*Exercise description*
Look through the material below and report every line that includes "mode".
---------- Input for this task
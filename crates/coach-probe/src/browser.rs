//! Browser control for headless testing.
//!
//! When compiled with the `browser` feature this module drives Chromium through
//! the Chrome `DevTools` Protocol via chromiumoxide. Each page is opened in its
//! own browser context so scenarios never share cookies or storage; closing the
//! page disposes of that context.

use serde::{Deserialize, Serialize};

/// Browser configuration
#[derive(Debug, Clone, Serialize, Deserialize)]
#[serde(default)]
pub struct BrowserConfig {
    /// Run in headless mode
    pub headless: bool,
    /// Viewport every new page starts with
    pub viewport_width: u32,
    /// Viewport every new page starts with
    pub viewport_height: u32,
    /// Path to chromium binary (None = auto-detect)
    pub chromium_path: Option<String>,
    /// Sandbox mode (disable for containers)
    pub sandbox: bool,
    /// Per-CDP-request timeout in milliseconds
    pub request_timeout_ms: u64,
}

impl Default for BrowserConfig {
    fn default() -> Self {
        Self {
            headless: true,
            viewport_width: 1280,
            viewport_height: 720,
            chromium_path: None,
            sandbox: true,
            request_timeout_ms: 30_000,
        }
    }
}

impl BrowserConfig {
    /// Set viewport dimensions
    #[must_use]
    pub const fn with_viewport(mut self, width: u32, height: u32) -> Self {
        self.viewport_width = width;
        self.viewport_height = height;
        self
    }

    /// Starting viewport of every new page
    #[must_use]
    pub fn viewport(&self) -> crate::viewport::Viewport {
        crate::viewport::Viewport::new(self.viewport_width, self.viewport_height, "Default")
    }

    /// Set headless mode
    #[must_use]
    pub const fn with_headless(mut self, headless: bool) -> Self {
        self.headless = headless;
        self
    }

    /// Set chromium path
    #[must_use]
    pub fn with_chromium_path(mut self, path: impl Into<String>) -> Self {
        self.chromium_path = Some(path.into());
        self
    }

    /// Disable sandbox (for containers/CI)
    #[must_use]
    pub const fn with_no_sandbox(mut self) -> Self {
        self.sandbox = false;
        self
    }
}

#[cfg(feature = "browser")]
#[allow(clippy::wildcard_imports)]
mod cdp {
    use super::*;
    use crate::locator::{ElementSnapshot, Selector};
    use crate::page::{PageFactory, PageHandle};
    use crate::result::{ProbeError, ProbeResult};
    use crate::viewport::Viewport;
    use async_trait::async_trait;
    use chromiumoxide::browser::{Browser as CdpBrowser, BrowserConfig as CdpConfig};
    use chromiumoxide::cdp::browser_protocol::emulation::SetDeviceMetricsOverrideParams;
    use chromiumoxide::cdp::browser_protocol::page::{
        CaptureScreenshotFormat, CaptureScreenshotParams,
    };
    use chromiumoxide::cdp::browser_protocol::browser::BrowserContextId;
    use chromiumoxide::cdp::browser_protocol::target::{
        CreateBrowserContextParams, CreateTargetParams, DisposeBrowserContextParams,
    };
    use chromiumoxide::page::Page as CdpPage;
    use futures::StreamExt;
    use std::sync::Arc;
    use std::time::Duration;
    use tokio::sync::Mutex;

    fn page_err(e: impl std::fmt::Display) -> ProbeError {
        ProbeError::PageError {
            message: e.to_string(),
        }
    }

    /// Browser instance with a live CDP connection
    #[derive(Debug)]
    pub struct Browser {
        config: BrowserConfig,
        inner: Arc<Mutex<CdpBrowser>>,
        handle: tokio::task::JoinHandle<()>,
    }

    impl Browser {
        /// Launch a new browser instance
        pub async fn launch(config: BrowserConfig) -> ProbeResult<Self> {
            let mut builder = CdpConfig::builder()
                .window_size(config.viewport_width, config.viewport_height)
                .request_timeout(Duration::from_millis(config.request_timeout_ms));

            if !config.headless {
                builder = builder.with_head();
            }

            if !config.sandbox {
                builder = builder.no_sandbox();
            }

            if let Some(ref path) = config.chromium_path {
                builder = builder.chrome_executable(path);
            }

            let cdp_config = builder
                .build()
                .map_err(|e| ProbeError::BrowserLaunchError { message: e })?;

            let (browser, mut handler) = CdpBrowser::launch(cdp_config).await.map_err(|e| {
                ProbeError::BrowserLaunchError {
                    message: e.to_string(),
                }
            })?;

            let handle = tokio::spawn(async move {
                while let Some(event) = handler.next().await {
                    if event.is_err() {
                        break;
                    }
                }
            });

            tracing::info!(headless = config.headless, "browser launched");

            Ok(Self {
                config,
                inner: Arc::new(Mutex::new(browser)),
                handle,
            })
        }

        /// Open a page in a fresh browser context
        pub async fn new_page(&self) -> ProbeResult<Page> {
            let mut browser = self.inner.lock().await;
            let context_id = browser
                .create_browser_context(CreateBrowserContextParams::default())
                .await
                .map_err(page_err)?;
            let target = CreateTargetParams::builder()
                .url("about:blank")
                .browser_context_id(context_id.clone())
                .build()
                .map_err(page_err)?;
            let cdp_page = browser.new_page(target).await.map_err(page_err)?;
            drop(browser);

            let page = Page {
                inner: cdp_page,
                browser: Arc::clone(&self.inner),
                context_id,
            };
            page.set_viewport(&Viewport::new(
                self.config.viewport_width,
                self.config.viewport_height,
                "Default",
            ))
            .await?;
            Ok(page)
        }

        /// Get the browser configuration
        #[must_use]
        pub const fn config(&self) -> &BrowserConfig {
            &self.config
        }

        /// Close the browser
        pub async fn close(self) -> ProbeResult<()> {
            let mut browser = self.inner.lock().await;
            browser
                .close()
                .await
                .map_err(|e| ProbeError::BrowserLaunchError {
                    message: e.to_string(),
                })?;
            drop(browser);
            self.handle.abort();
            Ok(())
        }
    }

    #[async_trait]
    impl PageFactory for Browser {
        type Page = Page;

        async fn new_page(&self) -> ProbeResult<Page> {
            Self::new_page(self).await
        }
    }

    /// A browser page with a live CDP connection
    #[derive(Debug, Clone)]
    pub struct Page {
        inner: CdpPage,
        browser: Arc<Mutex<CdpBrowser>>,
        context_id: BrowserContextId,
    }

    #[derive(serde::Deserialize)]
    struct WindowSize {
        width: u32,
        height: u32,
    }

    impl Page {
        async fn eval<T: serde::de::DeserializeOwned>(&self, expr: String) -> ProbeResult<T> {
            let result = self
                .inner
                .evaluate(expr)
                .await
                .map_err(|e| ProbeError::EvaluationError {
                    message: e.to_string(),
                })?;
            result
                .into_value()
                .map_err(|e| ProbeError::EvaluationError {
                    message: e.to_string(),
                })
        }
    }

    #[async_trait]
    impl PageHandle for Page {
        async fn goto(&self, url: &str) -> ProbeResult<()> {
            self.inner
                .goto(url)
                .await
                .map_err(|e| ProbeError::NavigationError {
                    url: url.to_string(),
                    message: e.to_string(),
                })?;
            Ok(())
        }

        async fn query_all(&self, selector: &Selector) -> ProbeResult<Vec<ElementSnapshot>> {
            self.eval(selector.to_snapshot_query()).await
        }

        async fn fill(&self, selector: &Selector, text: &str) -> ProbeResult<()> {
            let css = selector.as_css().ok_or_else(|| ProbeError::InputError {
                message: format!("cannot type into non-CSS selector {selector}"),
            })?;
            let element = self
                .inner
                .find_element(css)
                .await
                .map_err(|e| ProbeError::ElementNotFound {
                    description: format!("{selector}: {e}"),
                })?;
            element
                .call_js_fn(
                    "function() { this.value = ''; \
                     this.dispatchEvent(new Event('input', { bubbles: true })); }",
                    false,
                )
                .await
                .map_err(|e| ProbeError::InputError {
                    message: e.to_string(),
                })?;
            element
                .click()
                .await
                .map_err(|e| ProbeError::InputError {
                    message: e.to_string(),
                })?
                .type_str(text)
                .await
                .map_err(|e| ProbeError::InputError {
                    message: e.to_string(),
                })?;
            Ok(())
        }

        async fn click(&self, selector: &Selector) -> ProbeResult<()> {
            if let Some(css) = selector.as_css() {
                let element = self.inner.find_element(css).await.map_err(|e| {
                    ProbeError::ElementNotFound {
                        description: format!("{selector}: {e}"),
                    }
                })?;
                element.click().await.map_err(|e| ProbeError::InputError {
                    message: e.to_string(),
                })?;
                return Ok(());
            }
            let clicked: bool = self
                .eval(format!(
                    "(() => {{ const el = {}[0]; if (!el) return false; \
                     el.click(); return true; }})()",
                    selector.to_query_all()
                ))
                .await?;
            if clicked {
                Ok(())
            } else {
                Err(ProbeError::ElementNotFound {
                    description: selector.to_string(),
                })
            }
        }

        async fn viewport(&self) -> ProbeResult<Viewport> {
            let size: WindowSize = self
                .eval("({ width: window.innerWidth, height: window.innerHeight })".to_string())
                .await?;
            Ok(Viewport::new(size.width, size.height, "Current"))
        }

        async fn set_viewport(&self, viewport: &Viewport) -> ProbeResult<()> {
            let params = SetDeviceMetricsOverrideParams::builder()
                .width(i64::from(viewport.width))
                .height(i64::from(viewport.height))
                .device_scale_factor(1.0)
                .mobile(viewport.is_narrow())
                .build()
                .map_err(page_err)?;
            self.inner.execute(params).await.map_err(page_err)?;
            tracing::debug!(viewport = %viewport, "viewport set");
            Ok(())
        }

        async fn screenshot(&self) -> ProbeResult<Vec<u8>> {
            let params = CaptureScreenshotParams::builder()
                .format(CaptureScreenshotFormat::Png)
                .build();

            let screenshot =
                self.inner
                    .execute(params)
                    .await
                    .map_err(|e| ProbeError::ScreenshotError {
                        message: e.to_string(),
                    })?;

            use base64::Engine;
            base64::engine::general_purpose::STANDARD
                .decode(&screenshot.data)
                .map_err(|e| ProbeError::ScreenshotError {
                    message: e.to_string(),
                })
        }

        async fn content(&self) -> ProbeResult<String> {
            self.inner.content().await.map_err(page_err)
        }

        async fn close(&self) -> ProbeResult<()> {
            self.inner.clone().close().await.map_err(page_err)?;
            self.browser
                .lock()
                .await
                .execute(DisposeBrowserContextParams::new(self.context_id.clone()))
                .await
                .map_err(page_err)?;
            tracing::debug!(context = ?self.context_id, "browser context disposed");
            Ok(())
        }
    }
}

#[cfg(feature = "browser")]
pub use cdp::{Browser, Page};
--------------------
*Problem solution*
    /// Run in headless mode
    /// Sandbox mode (disable for containers)
    /// Set headless mode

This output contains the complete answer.